* WORK REQUIRED
Among the lines below, restate word for word only those from the line with "pub fn config(&self)" through the line with "self.origin.recenter(camera.coordinate);", with both end lines kept.

* DATA FOR ANALYSIS
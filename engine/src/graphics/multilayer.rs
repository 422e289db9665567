//! Multilayer rendering
//!
//! Per-frame driver of the depth-partitioning scheme. `update` runs once
//! per frame before any camera pass:
//! - re-center the floating origin on the camera
//! - build the view pyramid and classify every registered object
//! - carve the visible depth into bands, each with its own scale
//! - enable one secondary camera per band
//!
//! The host then drives the passes through [`RenderPass`], primary camera
//! first, and the system writes each pass's parameters onto the objects.

use crate::config::{ConfigError, LayeringConfig};
use crate::core::camera::CameraPose;
use crate::core::coordinates::{meter_to_unit, meter_to_unit_vec, unit_to_meter, FloatingOrigin};
use crate::core::entity::{Entity, VisibilityChannel, World};
use crate::core::geometry::{SphereIntersection, ViewPyramid};
use crate::graphics::pass::{CameraId, CameraRenderParams, RenderPass};
use crate::graphics::render_layer::{ObjectDepth, RenderLayer};
use crate::scene::{
    apply_render_params, set_visibility_channel, SceneObjectRegistry, SceneObjectRenderParams,
};
use tracing::{debug, debug_span, info, trace, warn};

/// Conditions that abort band construction for one frame
#[derive(Debug, Clone, PartialEq, thiserror::Error)]
pub enum LayeringError {
    #[error("No scene object intersects the view")]
    NoVisibleObjects,

    #[error("Start depth is zero")]
    ZeroStartDepth,
}

/// Outcome of one frame's layering
#[derive(Debug, Clone, Default, PartialEq)]
pub struct FrameReport {
    /// Objects that received a depth interval
    pub classified: usize,
    /// Solid objects hidden because the camera is inside them
    pub hidden: usize,
    /// Bands constructed
    pub layers: usize,
    /// Bands were dropped for lack of camera slots
    pub truncated: bool,
    pub start_depth: Option<f64>,
    /// Why no bands were built, if layering failed this frame
    pub error: Option<LayeringError>,
}

/// Bands carved from one frame's classified objects
#[derive(Debug, Clone)]
pub struct Partition {
    pub layers: Vec<RenderLayer>,
    pub start_depth: f64,
    pub truncated: bool,
}

/// Pick the depth the first band starts at
///
/// See-through objects closer than `non_solid_floor` do not pull the start
/// depth in unless a solid object is already that close.
pub fn determine_start_depth(
    objects: &[ObjectDepth],
    non_solid_floor: f64,
) -> Result<f64, LayeringError> {
    let solid_min = objects
        .iter()
        .filter(|object| object.solid)
        .map(|object| object.min_depth)
        .reduce(f64::min);
    let non_solid_min = objects
        .iter()
        .filter(|object| !object.solid)
        .map(|object| object.min_depth)
        .reduce(f64::min);

    match (solid_min, non_solid_min) {
        (Some(solid), Some(non_solid)) => {
            if solid < non_solid_floor {
                Ok(solid)
            } else if non_solid < non_solid_floor {
                Ok(non_solid_floor)
            } else {
                Ok(solid.min(non_solid))
            }
        }
        (None, Some(non_solid)) => Ok(non_solid.max(non_solid_floor)),
        (Some(solid), None) => Ok(solid),
        (None, None) => Err(LayeringError::NoVisibleObjects),
    }
}

/// Slice `[start depth, max_depth]` into bands and assign objects to them
///
/// Each band's scale is `near_anchor / band start`, so its near edge always
/// lands `near_anchor` render units from its camera, and it is `band_size`
/// render units thick.
pub fn partition_depth(
    objects: &[ObjectDepth],
    config: &LayeringConfig,
    max_depth: f64,
) -> Result<Partition, LayeringError> {
    let start_depth = determine_start_depth(objects, config.non_solid_min_depth)?;
    if start_depth.abs() < f64::EPSILON {
        return Err(LayeringError::ZeroStartDepth);
    }

    let mut layers: Vec<RenderLayer> = Vec::new();
    let mut truncated = false;

    if start_depth >= max_depth {
        debug!(
            start_depth,
            max_depth,
            "Nearest object lies beyond the band range"
        );
        return Ok(Partition {
            layers,
            start_depth,
            truncated,
        });
    }

    let mut current_depth = start_depth;
    loop {
        if layers.len() >= config.camera_slots {
            warn!(
                slots = config.camera_slots,
                depth = current_depth,
                "Out of camera slots, dropping further bands"
            );
            truncated = true;
            break;
        }

        let scale = config.near_anchor / current_depth;
        let depth_size = unit_to_meter(config.band_size, scale);
        let layer_max_depth = (current_depth + depth_size).min(max_depth);

        let mut layer = RenderLayer::new(
            current_depth,
            layer_max_depth,
            scale,
            VisibilityChannel::Band(layers.len()),
        );
        for object in objects {
            if layer.overlaps(object) {
                layer.add_member(object.entity);
            }
        }

        trace!(
            index = layers.len(),
            min_depth = current_depth,
            max_depth = layer_max_depth,
            scale,
            members = layer.members().len(),
            "Band created"
        );
        layers.push(layer);

        current_depth += depth_size;
        if current_depth >= max_depth {
            break;
        }
    }

    Ok(Partition {
        layers,
        start_depth,
        truncated,
    })
}

/// Depth-partitioning render orchestrator
pub struct MultilayerRenderSystem {
    config: LayeringConfig,
    registry: SceneObjectRegistry,
    origin: FloatingOrigin,
    camera: CameraPose,
    layers: Vec<RenderLayer>,
    /// Solid objects the camera is inside of this frame
    hidden: Vec<Entity>,
    camera_enabled: Vec<bool>,
    main_camera_params: CameraRenderParams,
    post_processing: bool,
    open_layer: Option<usize>,
}

impl MultilayerRenderSystem {
    /// Create the system with an empty registry
    pub fn new(config: LayeringConfig) -> Result<Self, ConfigError> {
        config.validate()?;
        info!(
            max_depth = config.max_depth(),
            slots = config.camera_slots,
            "Multilayer render system created"
        );

        let camera_enabled = vec![false; config.camera_slots];
        Ok(Self {
            config,
            registry: SceneObjectRegistry::new(),
            origin: FloatingOrigin::new(),
            camera: CameraPose::default(),
            layers: Vec::new(),
            hidden: Vec::new(),
            camera_enabled,
            main_camera_params: CameraRenderParams::default(),
            post_processing: true,
            open_layer: None,
        })
    }

    pub fn config(&self) -> &LayeringConfig {
        &self.config
    }

    pub fn registry(&self) -> &SceneObjectRegistry {
        &self.registry
    }

    pub fn registry_mut(&mut self) -> &mut SceneObjectRegistry {
        &mut self.registry
    }

    pub fn origin(&self) -> &FloatingOrigin {
        &self.origin
    }

    /// Bands of the current frame, nearest first
    pub fn layers(&self) -> &[RenderLayer] {
        &self.layers
    }

    pub fn hidden_objects(&self) -> &[Entity] {
        &self.hidden
    }

    pub fn is_camera_enabled(&self, slot: usize) -> bool {
        self.camera_enabled.get(slot).copied().unwrap_or(false)
    }

    pub fn active_camera_count(&self) -> usize {
        self.camera_enabled.iter().filter(|enabled| **enabled).count()
    }

    pub fn main_camera_params(&self) -> CameraRenderParams {
        self.main_camera_params
    }

    /// The whole-scene post effect only works without bands
    pub fn post_processing_enabled(&self) -> bool {
        self.post_processing
    }

    /// Band whose pass is currently open, if any
    pub fn current_layer(&self) -> Option<usize> {
        self.open_layer
    }

    /// Run the frame's layering ahead of any camera pass
    pub fn update(&mut self, world: &World, camera: &CameraPose) -> FrameReport {
        let _span = debug_span!("multilayer_update", registered = self.registry.len()).entered();

        self.camera = *camera;
        self.origin.recenter(camera.coordinate);
        self.layers.clear();
        self.hidden.clear();
        self.open_layer = None;

        let pyramid = ViewPyramid::from_camera(camera, self.config.max_depth());

        let mut classified = Vec::new();
        for (entity, object) in self.registry.objects(world) {
            match pyramid.check_sphere(object.coordinate, object.radius) {
                SphereIntersection::NoIntersection => {
                    trace!(entity = ?entity, "Outside the view");
                }
                SphereIntersection::Intersection {
                    corner_inside_sphere,
                    min_depth,
                    max_depth,
                } => {
                    if object.is_solid() && corner_inside_sphere {
                        trace!(entity = ?entity, "Camera inside solid object, hiding it");
                        self.hidden.push(entity);
                        continue;
                    }

                    match (min_depth, max_depth) {
                        (Some(min_depth), Some(max_depth)) => classified.push(ObjectDepth {
                            entity,
                            solid: object.is_solid(),
                            min_depth,
                            max_depth,
                        }),
                        _ => debug!(entity = ?entity, "Intersection without depth range, skipping"),
                    }
                }
            }
        }

        let mut report = FrameReport {
            classified: classified.len(),
            hidden: self.hidden.len(),
            ..Default::default()
        };

        match partition_depth(&classified, &self.config, pyramid.depth()) {
            Ok(partition) => {
                report.start_depth = Some(partition.start_depth);
                report.truncated = partition.truncated;
                self.layers = partition.layers;
            }
            Err(error) => {
                warn!(%error, "Depth partitioning failed, rendering without bands");
                report.error = Some(error);
            }
        }
        report.layers = self.layers.len();

        let layer_count = self.layers.len();
        for (slot, enabled) in self.camera_enabled.iter_mut().enumerate() {
            *enabled = slot < layer_count;
        }

        let scene_scale = self.config.meter_to_unit;
        self.main_camera_params = CameraRenderParams {
            position: meter_to_unit_vec(self.origin.to_local(camera.coordinate), scene_scale),
            rotation: camera.rotation,
            near_clip: self.config.primary_near_clip as f32,
            far_clip: meter_to_unit(2.0 * self.config.scene_radius, scene_scale) as f32,
        };

        self.post_processing = self.layers.is_empty();

        debug!(
            classified = report.classified,
            hidden = report.hidden,
            layers = report.layers,
            truncated = report.truncated,
            "Frame layering complete"
        );

        report
    }

    /// Place every registered object at the scene-wide scale
    fn apply_primary(&self, world: &mut World) {
        let params: Vec<SceneObjectRenderParams> = self
            .registry
            .objects(world)
            .map(|(entity, object)| {
                let channel = if self.hidden.contains(&entity) {
                    VisibilityChannel::Hidden
                } else {
                    VisibilityChannel::Primary
                };
                SceneObjectRenderParams::compute(
                    entity,
                    &object,
                    &self.origin,
                    self.config.meter_to_unit,
                    channel,
                )
            })
            .collect();

        for params in &params {
            apply_render_params(world, params);
        }
    }
}

impl RenderPass for MultilayerRenderSystem {
    fn on_pass_begin(&mut self, world: &mut World, camera: CameraId) -> Option<CameraRenderParams> {
        match camera {
            CameraId::Main => {
                self.apply_primary(world);
                Some(self.main_camera_params)
            }
            CameraId::Layer(index) => {
                if !self.is_camera_enabled(index) {
                    debug!(index, "Pass begin for a disabled camera slot");
                    return None;
                }
                let Some(layer) = self.layers.get(index) else {
                    debug!(index, "Pass begin for a missing band");
                    return None;
                };

                for params in layer.object_render_params(world, &self.origin) {
                    apply_render_params(world, &params);
                }
                let camera_params = layer.camera_render_params(
                    self.camera.coordinate,
                    &self.origin,
                    self.camera.rotation,
                );

                self.open_layer = Some(index);
                Some(camera_params)
            }
        }
    }

    fn on_pass_end(&mut self, world: &mut World, camera: CameraId) {
        let CameraId::Layer(index) = camera else {
            return;
        };
        if !self.is_camera_enabled(index) {
            debug!(index, "Pass end for a disabled camera slot");
            return;
        }

        if let Some(layer) = self.layers.get(index) {
            for &member in layer.members() {
                set_visibility_channel(world, member, VisibilityChannel::Primary);
            }
        }
        self.open_layer = None;

        if index == 0 && self.config.restore_primary_after_layers {
            self.apply_primary(world);
        }
    }
}
//! Double-precision vector helpers
//!
//! glam's `DVec3` already covers the arithmetic (add, scale, dot, normalize,
//! length, distance). This adds the projections used by the view pyramid and
//! a rotation that keeps absolute precision for long vectors even though the
//! camera rotation itself is single precision.

use glam::{DVec3, Quat};

/// Projection helpers on top of `DVec3`
pub trait PrecisionVector {
    /// Projection of `self` onto the direction of `onto`
    ///
    /// Returns zero when `onto` has no usable length.
    fn project_on(self, onto: DVec3) -> DVec3;

    /// Projection of `self` onto the plane with the given normal
    fn project_on_plane(self, normal: DVec3) -> DVec3;

    /// Signed coordinate of `self` along a unit axis
    fn signed_length_along(self, axis: DVec3) -> f64;
}

impl PrecisionVector for DVec3 {
    fn project_on(self, onto: DVec3) -> DVec3 {
        let length_squared = onto.length_squared();
        if length_squared <= f64::MIN_POSITIVE {
            return DVec3::ZERO;
        }

        onto * (self.dot(onto) / length_squared)
    }

    fn project_on_plane(self, normal: DVec3) -> DVec3 {
        self - self.project_on(normal)
    }

    fn signed_length_along(self, axis: DVec3) -> f64 {
        self.dot(axis)
    }
}

/// Rotate a long vector with a single-precision rotation without losing
/// absolute precision
///
/// Only the unit direction goes through the f32 quaternion; the length is
/// kept in f64 and re-applied afterwards, so the error is bounded by the
/// precision of the direction rather than growing with `|vector|`.
pub fn rotate_precise(rotation: Quat, vector: DVec3) -> DVec3 {
    let length = vector.length();
    if length <= f64::MIN_POSITIVE {
        return DVec3::ZERO;
    }

    let direction = (vector / length).as_vec3();
    (rotation * direction).as_dvec3() * length
}
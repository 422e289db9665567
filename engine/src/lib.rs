//! Multilayer rendering core for astronomical-scale scenes
//!
//! This crate keeps scenes that span many orders of magnitude renderable
//! with a single-precision pipeline: a double-precision view frustum answers
//! sphere queries, and a per-frame orchestrator re-centers the world on the
//! camera and slices the visible depth into bands with their own scales.

pub mod config;
pub mod core;
pub mod graphics;
pub mod scene;

// Re-export commonly used types
pub mod prelude {
    // Entity system types
    pub use crate::core::entity::{
        Entity, Name, RenderChildren, RenderState, SceneObject, VisibilityChannel, World,
    };

    // Camera and geometry types
    pub use crate::core::camera::CameraPose;
    pub use crate::core::coordinates::FloatingOrigin;
    pub use crate::core::geometry::{SphereIntersection, ViewPyramid};

    // Math types
    pub use glam::{DVec3, Quat, Vec3};

    // Graphics types
    pub use crate::graphics::{
        CameraId, CameraRenderParams, CameraUniform, FrameReport, LayeringError,
        MultilayerRenderSystem, ObjectUniform, RenderLayer, RenderPass,
    };

    // Scene types
    pub use crate::scene::{
        update_infographics, EclipticHeight, Halo, MarkerVisibility, SceneObjectRegistry,
    };

    // Config types
    pub use crate::config::{ConfigError, LayeringConfig};
}

/// Initialize logging for the engine
pub fn init_logging() {
    use tracing_subscriber::{layer::SubscriberExt, util::SubscriberInitExt, EnvFilter};

    let filter = EnvFilter::try_from_default_env()
        .unwrap_or_else(|_| "info".into());

    tracing_subscriber::registry()
        .with(filter)
        .with(tracing_subscriber::fmt::layer())
        .init();
}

* ANSWER BELOW
    pub fn config(&self) -> &LayeringConfig {
        &self.config
    }

    pub fn registry(&self) -> &SceneObjectRegistry {
        &self.registry
    }

    pub fn registry_mut(&mut self) -> &mut SceneObjectRegistry {
        &mut self.registry
    }

    pub fn origin(&self) -> &FloatingOrigin {
        &self.origin
    }

    /// Bands of the current frame, nearest first
    pub fn layers(&self) -> &[RenderLayer] {
        &self.layers
    }

    pub fn hidden_objects(&self) -> &[Entity] {
        &self.hidden
    }

    pub fn is_camera_enabled(&self, slot: usize) -> bool {
        self.camera_enabled.get(slot).copied().unwrap_or(false)
    }

    pub fn active_camera_count(&self) -> usize {
        self.camera_enabled.iter().filter(|enabled| **enabled).count()
    }

    pub fn main_camera_params(&self) -> CameraRenderParams {
        self.main_camera_params
    }

    /// The whole-scene post effect only works without bands
    pub fn post_processing_enabled(&self) -> bool {
        self.post_processing
    }

    /// Band whose pass is currently open, if any
    pub fn current_layer(&self) -> Option<usize> {
        self.open_layer
    }

    /// Run the frame's layering ahead of any camera pass
    pub fn update(&mut self, world: &World, camera: &CameraPose) -> FrameReport {
        let _span = debug_span!("multilayer_update", registered = self.registry.len()).entered();

        self.camera = *camera;
        self.origin.recenter(camera.coordinate);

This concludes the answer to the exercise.